3. Reject COVID mask & vaccine mandates in schools.
Parents have an unequivocal right to make medical decisions on behalf of their children. Parents and teachers must, in consultation with their own health care providers, be allowed to assess personal risk and make the decisions that are best for the unique needs of themselves and their families, free from government coercion and peer pressure from others.

  • Students and teachers should not be subject to COVID vaccine mandates.
  • Schools should remain open five days a week to serve students in-person.
  • Students should not be subject to a universal mask mandate.

For Educators

“Research shows that teachers are the #1 in-school factor for student success. Recruiting and retaining great public school teachers is essential.”

Ellen Weaver

1. Pay teachers as professionals and raise teacher salaries to the national average in 5 years.
Our current pay scale rewards time in service, titles, and degrees, not initiative and high-quality teaching that delivers for kids. We must reform our current pay scale to keep great teachers in the classroom and create more flexibility to find new ways to recognize teachers who are making a difference and attract new teachers to the profession.

2. Develop and support high quality school leaders.
Leadership in education matters. Great principals set the culture and tone for everything that happens in their school, whether coaching teachers for excellence or having their backs to deal with discipline issues. South Carolina must intentionally cultivate, coach, and empower school leaders to be the CEOs of their schools. And in turn, empower teachers to be CEOs of their classrooms.

3. Provide useful, high-caliber professional development.
All professional development must be high-quality and aligned to clear professional and academic outcomes, such as the science of how to effectively teach reading. Professional development must be more than checking boxes: our educators deserve better at every level.

For Job Creators, Faith Leaders, & Taxpayers

“Preparing students for the jobs of the future and to be honest, engaged citizens is a duty we owe to South Carolina job-creators and taxpayers.”

Ellen Weaver

1. Expand existing apprenticeship programs, Career and Technical Education (CTE), and other real-world learning experiences.
Apprenticeship Carolina, Ready SC, and other CTE initiatives have distinguished South Carolina as a national leader in providing students with opportunities to engage in hands on application of learning. From partnering with industry leaders to creating in-school opportunities, we must elevate, celebrate, and expand multiple educational pathways—whether that means college, career, or the military—in order to equip every student to pursue their individual talents and goals with excellence.
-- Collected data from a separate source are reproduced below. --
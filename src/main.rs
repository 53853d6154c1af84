use std::collections::HashSet;
use std::sync::{Arc, Mutex};

use crate::api::AppState;
use crate::clients::hevy::HevyClient;
use crate::config::Config;
use crate::services::progressive_overload::ProgressionService;
use crate::store::history::HistoryStore;

mod api;
mod clients;
mod config;
mod error;
mod models;
mod services;
mod store;

#[tokio::main]
async fn main() -> anyhow::Result<()> {
    dotenvy::dotenv().ok();

    tracing_subscriber::fmt()
        .with_env_filter(tracing_subscriber::EnvFilter::from_default_env())
        .with_target(false)
        .compact()
        .init();

    let config = Config::from_env()?;

    let history = HistoryStore::open(&config.history_path).await?;
    let progression_service = ProgressionService::new(Arc::new(history));

    let hevy_client = config.hevy.as_ref().map(HevyClient::new).transpose()?;
    if hevy_client.is_none() {
        tracing::info!("hevy.disabled");
    }

    let state = AppState {
        config: config.clone(),
        progression_service,
        hevy_client,
        processed_workout_ids: Arc::new(Mutex::new(HashSet::new())),
    };

    let app = api::router(state);

    let listener = tokio::net::TcpListener::bind(format!("0.0.0.0:{}", config.port)).await?;
    tracing::info!(
        port = %config.port,
        strategy = %config.default_strategy,
        history = %config.history_path.display(),
        "server.listening"
    );
    axum::serve(listener, app).await?;
    Ok(())
}
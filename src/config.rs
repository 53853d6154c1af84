use anyhow::Context;
use std::env;
use std::path::PathBuf;

use crate::services::progression::ProgressionStrategy;

#[derive(Debug, Clone)]
pub struct Config {
    pub port: String,
    pub api_token: String,
    pub history_path: PathBuf,
    pub default_strategy: ProgressionStrategy,
    pub hevy: Option<HevyConfig>,
}

/// Present only when `HEVY_API_KEY` is set.
#[derive(Debug, Clone)]
pub struct HevyConfig {
    pub api_key: String,
    pub api_url: String,
    pub client_id: String,
    pub webhook_token: String,
}

impl Config {
    pub fn from_env() -> anyhow::Result<Self> {
        Self::from_lookup(|key| env::var(key).ok())
    }

    pub fn from_lookup(lookup: impl Fn(&str) -> Option<String>) -> anyhow::Result<Self> {
        let required = |key: &str| {
            lookup(key).with_context(|| format!("missing environment variable {}", key))
        };

        let port = required("PORT")?;
        let api_token = required("API_TOKEN")?;
        let history_path = lookup("HISTORY_PATH")
            .map(PathBuf::from)
            .unwrap_or_else(|| PathBuf::from("progression_history.json"));
        let default_strategy = match lookup("DEFAULT_STRATEGY") {
            Some(value) => value.parse().map_err(anyhow::Error::msg)?,
            None => ProgressionStrategy::default(),
        };

        let hevy = match lookup("HEVY_API_KEY") {
            Some(api_key) => Some(HevyConfig {
                api_key,
                api_url: lookup("HEVY_API_URL")
                    .unwrap_or_else(|| "https://api.hevyapp.com".to_string()),
                client_id: lookup("HEVY_CLIENT_ID").unwrap_or_else(|| "hevy".to_string()),
                webhook_token: required("WEBHOOK_TOKEN")?,
            }),
            None => None,
        };

        Ok(Self {
            port,
            api_token,
            history_path,
            default_strategy,
            hevy,
        })
    }
}
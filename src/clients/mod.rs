pub mod hevy;
pub mod models;
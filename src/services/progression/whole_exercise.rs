use crate::models::{ActionType, ExercisePerformance, ProgressionDecision};
use crate::services::equipment::EquipmentClass;
use crate::services::progression::{
    ASSUMED_TARGET_CONFIDENCE, DEFAULT_TARGET_REPS, HOLD_CONFIDENCE, RepTarget, ladder_step,
};

/// Move the whole exercise along the rep ladder based on the weakest
/// completed set of the latest session.
pub fn decide(
    exercise_name: &str,
    latest: &ExercisePerformance,
    target: RepTarget,
    equipment: EquipmentClass,
) -> ProgressionDecision {
    let total_sets = latest.sets.len();
    let completed: Vec<_> = latest.completed_sets().collect();
    let current_weight = if completed.is_empty() {
        latest.sets.iter().map(|set| set.weight).fold(0.0, f64::max)
    } else {
        latest.working_weight()
    };

    let min_reps = completed.iter().map(|set| set.reps).min();

    let mut decision = match min_reps {
        Some(min_reps) if completed.len() == total_sets => {
            let step = ladder_step(target.reps, min_reps, current_weight, equipment);
            ProgressionDecision {
                exercise_name: exercise_name.to_string(),
                current_weight,
                recommended_weight: step.weight,
                current_reps: target.reps.to_string(),
                recommended_reps: step.reps.to_string(),
                reason: step.reason,
                confidence: step.confidence,
                action_type: step.action,
            }
        }
        _ => ProgressionDecision {
            exercise_name: exercise_name.to_string(),
            current_weight,
            recommended_weight: current_weight,
            current_reps: target.reps.to_string(),
            recommended_reps: target.reps.to_string(),
            reason: format!(
                "not all sets completed ({} of {})",
                completed.len(),
                total_sets
            ),
            confidence: HOLD_CONFIDENCE,
            action_type: ActionType::Maintain,
        },
    };

    if target.assumed {
        decision.confidence = decision.confidence.min(ASSUMED_TARGET_CONFIDENCE);
        decision.reason = format!(
            "{}; no rep target on record, assumed {}",
            decision.reason, DEFAULT_TARGET_REPS
        );
    }

    decision
}

#[cfg(test)]
mod tests {
    use super::*;
    use crate::models::WorkoutSet;
    use crate::services::equipment::classify;
    use chrono::NaiveDate;

    fn latest(name: &str, sets: &[(f64, u32)]) -> ExercisePerformance {
        ExercisePerformance::new(
            name,
            NaiveDate::from_ymd_opt(2024, 9, 12).unwrap(),
            "Full Body",
            sets.iter()
                .map(|&(weight, reps)| WorkoutSet::new(weight, reps, true))
                .collect(),
        )
    }

    fn run(name: &str, sets: &[(f64, u32)], target: u32) -> ProgressionDecision {
        decide(name, &latest(name, sets), RepTarget::known(target), classify(name))
    }

    #[test]
    fn test_high_reps_move_weight_up_and_reset() {
        let decision = run("Barbell Row", &[(60.0, 15), (60.0, 14), (60.0, 16)], 6);

        assert_eq!(decision.action_type, ActionType::IncreaseWeight);
        assert_eq!(decision.recommended_weight, 62.5);
        assert_eq!(decision.recommended_reps, "6");
        assert_eq!(decision.confidence, 0.95);
    }

    #[test]
    fn test_high_reps_on_dumbbell_follow_table() {
        let decision = run("Dumbbell Press", &[(22.5, 15), (22.5, 15)], 15);

        assert_eq!(decision.action_type, ActionType::IncreaseWeight);
        assert_eq!(decision.recommended_weight, 25.0);
        assert_eq!(decision.recommended_reps, "6");
    }

    #[test]
    fn test_target_hit_climbs_ladder() {
        let decision = run("Bench Press", &[(80.0, 10), (80.0, 10), (80.0, 10)], 10);

        assert_eq!(decision.action_type, ActionType::IncreaseReps);
        assert_eq!(decision.recommended_reps, "12");
        assert_eq!(decision.recommended_weight, 80.0);
        assert_eq!(decision.current_reps, "10");
        assert_eq!(decision.confidence, 0.9);
    }

    #[test]
    fn test_weakest_set_decides_step_size() {
        let decision = run("Bench Press", &[(80.0, 10), (80.0, 10), (80.0, 9)], 10);

        assert_eq!(decision.action_type, ActionType::IncreaseReps);
        assert_eq!(decision.recommended_reps, "11");
        assert_eq!(decision.recommended_weight, 80.0);
    }

    #[test]
    fn test_top_rung_hit_moves_to_ceiling() {
        let decision = run("Machine Chest Press", &[(45.0, 12), (45.0, 13)], 12);

        assert_eq!(decision.action_type, ActionType::IncreaseReps);
        assert_eq!(decision.recommended_reps, "15");
    }

    #[test]
    fn test_near_miss_adds_one_rep() {
        let decision = run("Barbell Curl", &[(50.0, 8), (50.0, 7), (50.0, 8)], 8);

        assert_eq!(decision.action_type, ActionType::IncreaseReps);
        assert_eq!(decision.recommended_reps, "9");
        assert_eq!(decision.recommended_weight, 50.0);
    }

    #[test]
    fn test_shortfall_holds() {
        let decision = run("Squat", &[(40.0, 5), (40.0, 4), (40.0, 6)], 8);

        assert_eq!(decision.action_type, ActionType::Maintain);
        assert_eq!(decision.recommended_reps, "8");
        assert_eq!(decision.recommended_weight, 40.0);
        assert_eq!(decision.confidence, 0.7);
    }

    #[test]
    fn test_incomplete_session_holds() {
        let mut session = latest("Leg Press", &[(100.0, 12), (100.0, 12)]);
        session.sets.push(WorkoutSet::new(100.0, 7, false));

        let decision = decide("Leg Press", &session, RepTarget::known(12), classify("Leg Press"));
        assert_eq!(decision.action_type, ActionType::Maintain);
        assert_eq!(decision.confidence, 0.7);
        assert_eq!(decision.reason, "not all sets completed (2 of 3)");
        assert_eq!(decision.recommended_weight, 100.0);
    }

    #[test]
    fn test_assumed_target_lowers_confidence() {
        let session = latest("Cable Fly", &[(20.0, 6), (20.0, 6)]);
        let decision = decide(
            "Cable Fly",
            &session,
            RepTarget::resolve(None),
            classify("Cable Fly"),
        );

        assert_eq!(decision.action_type, ActionType::IncreaseReps);
        assert_eq!(decision.recommended_reps, "8");
        assert_eq!(decision.confidence, 0.5);
        assert!(decision.reason.ends_with("no rep target on record, assumed 6"));
    }
}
2. Forge new and deeper partnerships between schools and local faith communities and non-profits.
We must harness the time and talents of concerned citizens across this state to create an army of mentors and tutors who go into schools to support teachers and provide real-world role models for students. It is long-past time for the faith community to rise up and reclaim its historic role in education!

3. Insist on total academic and financial transparency.
Taxpayers deserve to know the return they are receiving for their investment of hard-earned dollars. This means providing simple, clear, easily accessible information about both academic achievement and K-12 spending that parents, educators, job creators, and everyday citizens can access and understand. It is time to kick education jargon to the curb, open the books, and invite everyone in the state to the table to engage in the educational success of our students.